What needs to be done = Reproduce exactly the lines below from the one containing "attrs.set_stripe_info(StripeInfo::default());" through the one containing "assert_eq!(removed, 2);", including both, and nothing else.

Exercise data =
// /////////////////////////////////////////////////////////////////////////////
// HSM Pipeline
// Copyright (c) 2025 Michael Gardner, A Bit of Help, Inc.
// SPDX-License-Identifier: BSD-3-Clause
// See LICENSE file in the project root.
// /////////////////////////////////////////////////////////////////////////////

//! SQLite catalog backend: masked reads and writes, striping tables, the
//! deferred-removal queue, mass removal, named variables, commit
//! batching, and one full pipeline pass on the real backend.

mod common;

use std::sync::Arc;

use common::*;
use hsm_pipeline::application::stages::StageContext;
use hsm_pipeline::infrastructure::config::PipelineConfig;
use hsm_pipeline::infrastructure::repositories::SqliteCatalog;
use hsm_pipeline::infrastructure::runtime::EntryProcessor;
use hsm_pipeline_domain::{
    AttrMask, Catalog, CatalogFilter, EntryAttributes, EntryId, HsmStatus, JournalRecord,
    Operation, RecordType, StripeInfo, StripeItem, LAST_SCAN_VAR,
};

fn now() -> i64 {
    chrono::Utc::now().timestamp()
}

fn sample_attrs() -> EntryAttributes {
    let mut attrs = EntryAttributes::new();
    attrs.set_fullpath("/fs/dir/file");
    attrs.set_name("file");
    attrs.set_owner("alice");
    attrs.set_group("users");
    attrs.set_size(1 << 20);
    attrs.set_status(HsmStatus::Modified);
    attrs.set_creation_time(1_000);
    attrs.set_md_update(2_000);
    attrs
}

#[tokio::test]
async fn masked_get_returns_only_requested_fields() -> anyhow::Result<()> {
    let catalog = SqliteCatalog::in_memory().await?;
    let id = EntryId::new(1, 1);
    catalog.insert(&id, &sample_attrs()).await?;

    let got = catalog
        .get(&id, AttrMask::FULLPATH | AttrMask::SIZE | AttrMask::LAST_ARCHIVE)
        .await?
        .expect("row exists");

    assert_eq!(got.fullpath(), Some("/fs/dir/file"));
    assert_eq!(got.size(), Some(1 << 20));
    assert_eq!(got.status(), None, "status not requested");
    assert_eq!(got.last_archive(), None, "requested but never written");
    Ok(())
}

#[tokio::test]
async fn get_unknown_id_is_none() -> anyhow::Result<()> {
    let catalog = SqliteCatalog::in_memory().await?;
    let got = catalog.get(&EntryId::new(9, 9), AttrMask::FULLPATH).await?;
    assert!(got.is_none());
    assert!(!catalog.exists(&EntryId::new(9, 9)).await?);
    Ok(())
}

#[tokio::test]
async fn update_touches_only_masked_columns() -> anyhow::Result<()> {
    let catalog = SqliteCatalog::in_memory().await?;
    let id = EntryId::new(1, 2);
    catalog.insert(&id, &sample_attrs()).await?;

    let mut patch = EntryAttributes::new();
    patch.set_size(0);
    patch.set_md_update(3_000);
    catalog.update(&id, &patch).await?;

    let got = catalog
        .get(&id, AttrMask::SIZE | AttrMask::MD_UPDATE | AttrMask::FULLPATH)
        .await?
        .expect("row exists");
    assert_eq!(got.size(), Some(0));
    assert_eq!(got.md_update(), Some(3_000));
    assert_eq!(got.fullpath(), Some("/fs/dir/file"), "unmasked field kept");
    Ok(())
}

#[tokio::test]
async fn stripe_round_trip_and_check() {
    let catalog = SqliteCatalog::in_memory().await.unwrap();
    let id = EntryId::new(2, 1);
    assert!(!catalog.check_stripe(&id).await.unwrap());

    let mut attrs = EntryAttributes::new();
    attrs.set_fullpath("/fs/striped");
    attrs.set_stripe_info(StripeInfo {
        stripe_count: 4,
        stripe_size: 1 << 20,
        pool: "archive".to_owned(),
    });
    attrs.set_stripe_items(vec![
        StripeItem { target: 3 },
        StripeItem { target: 7 },
        StripeItem { target: 1 },
        StripeItem { target: 5 },
    ]);
    catalog.insert(&id, &attrs).await.unwrap();

    assert!(catalog.check_stripe(&id).await.unwrap());
    let got = catalog
        .get(&id, AttrMask::STRIPE_INFO | AttrMask::STRIPE_ITEMS)
        .await
        .unwrap()
        .unwrap();
    let info = got.stripe_info().expect("stripe info");
    assert_eq!(info.stripe_count, 4);
    assert_eq!(info.pool, "archive");
    let items: Vec<u32> = got
        .stripe_items()
        .expect("stripe items")
        .iter()
        .map(|item| item.target)
        .collect();
    assert_eq!(items, vec![3, 7, 1, 5], "item order preserved");
}

#[tokio::test]
async fn remove_deletes_row_and_stripe() {
    let catalog = SqliteCatalog::in_memory().await.unwrap();
    let id = EntryId::new(2, 2);
    let mut attrs = sample_attrs();
    attrs.set_stripe_info(StripeInfo::default());
    catalog.insert(&id, &attrs).await.unwrap();

    catalog.remove(&id).await.unwrap();
    assert!(!catalog.exists(&id).await.unwrap());
    assert!(!catalog.check_stripe(&id).await.unwrap());
}

#[tokio::test]
async fn soft_remove_moves_row_to_deferred_queue() {
    let catalog = SqliteCatalog::in_memory().await.unwrap();
    let id = EntryId::new(2, 3);
    catalog.insert(&id, &sample_attrs()).await.unwrap();

    let deadline = now() + 3600;
    catalog
        .soft_remove(&id, Some("/fs/dir/file"), deadline)
        .await
        .unwrap();

    assert!(!catalog.exists(&id).await.unwrap(), "row left the main table");

    // soft-removing an id that was never cataloged still queues it
    let ghost = EntryId::new(2, 4);
    catalog.soft_remove(&ghost, None, deadline).await.unwrap();
    assert!(!catalog.exists(&ghost).await.unwrap());
}

#[tokio::test]
async fn mass_remove_honors_md_update_filter() {
    let catalog = SqliteCatalog::in_memory().await.unwrap();
    let threshold = 10_000;

    for (oid, md_update) in [(1u32, 9_000), (2, 9_999), (3, 10_000), (4, 12_000)] {
        let mut attrs = EntryAttributes::new();
        attrs.set_md_update(md_update);
        catalog.insert(&EntryId::new(3, oid), &attrs).await.unwrap();
    }

    let removed = catalog
        .mass_remove(&CatalogFilter::MdUpdateBefore(threshold))
        .await
        .unwrap();
    assert_eq!(removed, 2);
    assert!(!catalog.exists(&EntryId::new(3, 1)).await.unwrap());
    assert!(!catalog.exists(&EntryId::new(3, 2)).await.unwrap());
    assert!(catalog.exists(&EntryId::new(3, 3)).await.unwrap());
    assert!(catalog.exists(&EntryId::new(3, 4)).await.unwrap());
}

#[tokio::test]
async fn vars_round_trip() {
    let catalog = SqliteCatalog::in_memory().await.unwrap();
    assert_eq!(catalog.get_var(LAST_SCAN_VAR).await.unwrap(), None);

    catalog.set_var(LAST_SCAN_VAR, "1700000000").await.unwrap();
    assert_eq!(
        catalog.get_var(LAST_SCAN_VAR).await.unwrap().as_deref(),
        Some("1700000000")
    );

    catalog.set_var(LAST_SCAN_VAR, "1700000100").await.unwrap();
    assert_eq!(
        catalog.get_var(LAST_SCAN_VAR).await.unwrap().as_deref(),
        Some("1700000100")
    );
}

#[tokio::test]
async fn batched_writes_survive_forced_flush_and_reopen() {
    let dir = tempfile::tempdir().unwrap();
    let path = dir.path().join("catalog.db");

    {
        let catalog = SqliteCatalog::from_file(&path, 16).await.unwrap();
        for oid in 1..=5u32 {
            let mut attrs = EntryAttributes::new();
            attrs.set_size(oid as u64);
            catalog.insert(&EntryId::new(4, oid), &attrs).await.unwrap();
        }
        // the batch is still open; forcing commit flushes it
        catalog.force_commit(true).await.unwrap();
    }

    let reopened = SqliteCatalog::from_file(&path, 16).await.unwrap();
    for oid in 1..=5u32 {
        assert!(
            reopened.exists(&EntryId::new(4, oid)).await.unwrap(),
            "row {} persisted",
            oid
        );
    }
}

#[tokio::test(flavor = "multi_thread")]
async fn pipeline_flow_on_sqlite_backend() {
    let catalog = Arc::new(SqliteCatalog::in_memory().await.unwrap());
    let probe = ScriptedProbe::new();
    let alerts = RecordingEmitter::new();

    let ctx = StageContext::new(
        Arc::new(PipelineConfig::new(default_settings(), Vec::new())),
        catalog.clone(),
        probe.clone(),
        alerts.clone(),
        None,
    );
    let processor = EntryProcessor::start(ctx).unwrap();

    let id = EntryId::new(5, 1);
    let t = now();
    probe.add_file(id, "/x/sq", regular_stat(2048, t), HsmStatus::NoFlags);

    let rec = JournalRecord::new(1, RecordType::Create, t).with_name("sq");
    processor
        .submit(Operation::from_journal(id, rec, None))
        .unwrap();
    processor.wait_idle().await;

    let row = catalog
        .get(
            &id,
            AttrMask::FULLPATH | AttrMask::STATUS | AttrMask::CREATION_TIME | AttrMask::SIZE,
        )
        .await
        .unwrap()
        .expect("entry inserted through the pipeline");
    assert_eq!(row.fullpath(), Some("/x/sq"));
    assert_eq!(row.status(), Some(HsmStatus::New));
    assert_eq!(row.creation_time(), Some(t));
    assert_eq!(row.size(), Some(2048));
    assert!(catalog.check_stripe(&id).await.unwrap());

    processor.shutdown().await;
}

Result for this task =
    attrs.set_stripe_info(StripeInfo::default());
    catalog.insert(&id, &attrs).await.unwrap();

    catalog.remove(&id).await.unwrap();
    assert!(!catalog.exists(&id).await.unwrap());
    assert!(!catalog.check_stripe(&id).await.unwrap());
}

#[tokio::test]
async fn soft_remove_moves_row_to_deferred_queue() {
    let catalog = SqliteCatalog::in_memory().await.unwrap();
    let id = EntryId::new(2, 3);
    catalog.insert(&id, &sample_attrs()).await.unwrap();

    let deadline = now() + 3600;
    catalog
        .soft_remove(&id, Some("/fs/dir/file"), deadline)
        .await
        .unwrap();

    assert!(!catalog.exists(&id).await.unwrap(), "row left the main table");

    // soft-removing an id that was never cataloged still queues it
    let ghost = EntryId::new(2, 4);
    catalog.soft_remove(&ghost, None, deadline).await.unwrap();
    assert!(!catalog.exists(&ghost).await.unwrap());
}

#[tokio::test]
async fn mass_remove_honors_md_update_filter() {
    let catalog = SqliteCatalog::in_memory().await.unwrap();
    let threshold = 10_000;

    for (oid, md_update) in [(1u32, 9_000), (2, 9_999), (3, 10_000), (4, 12_000)] {
        let mut attrs = EntryAttributes::new();
        attrs.set_md_update(md_update);
        catalog.insert(&EntryId::new(3, oid), &attrs).await.unwrap();
    }

    let removed = catalog
        .mass_remove(&CatalogFilter::MdUpdateBefore(threshold))
        .await
        .unwrap();
    assert_eq!(removed, 2);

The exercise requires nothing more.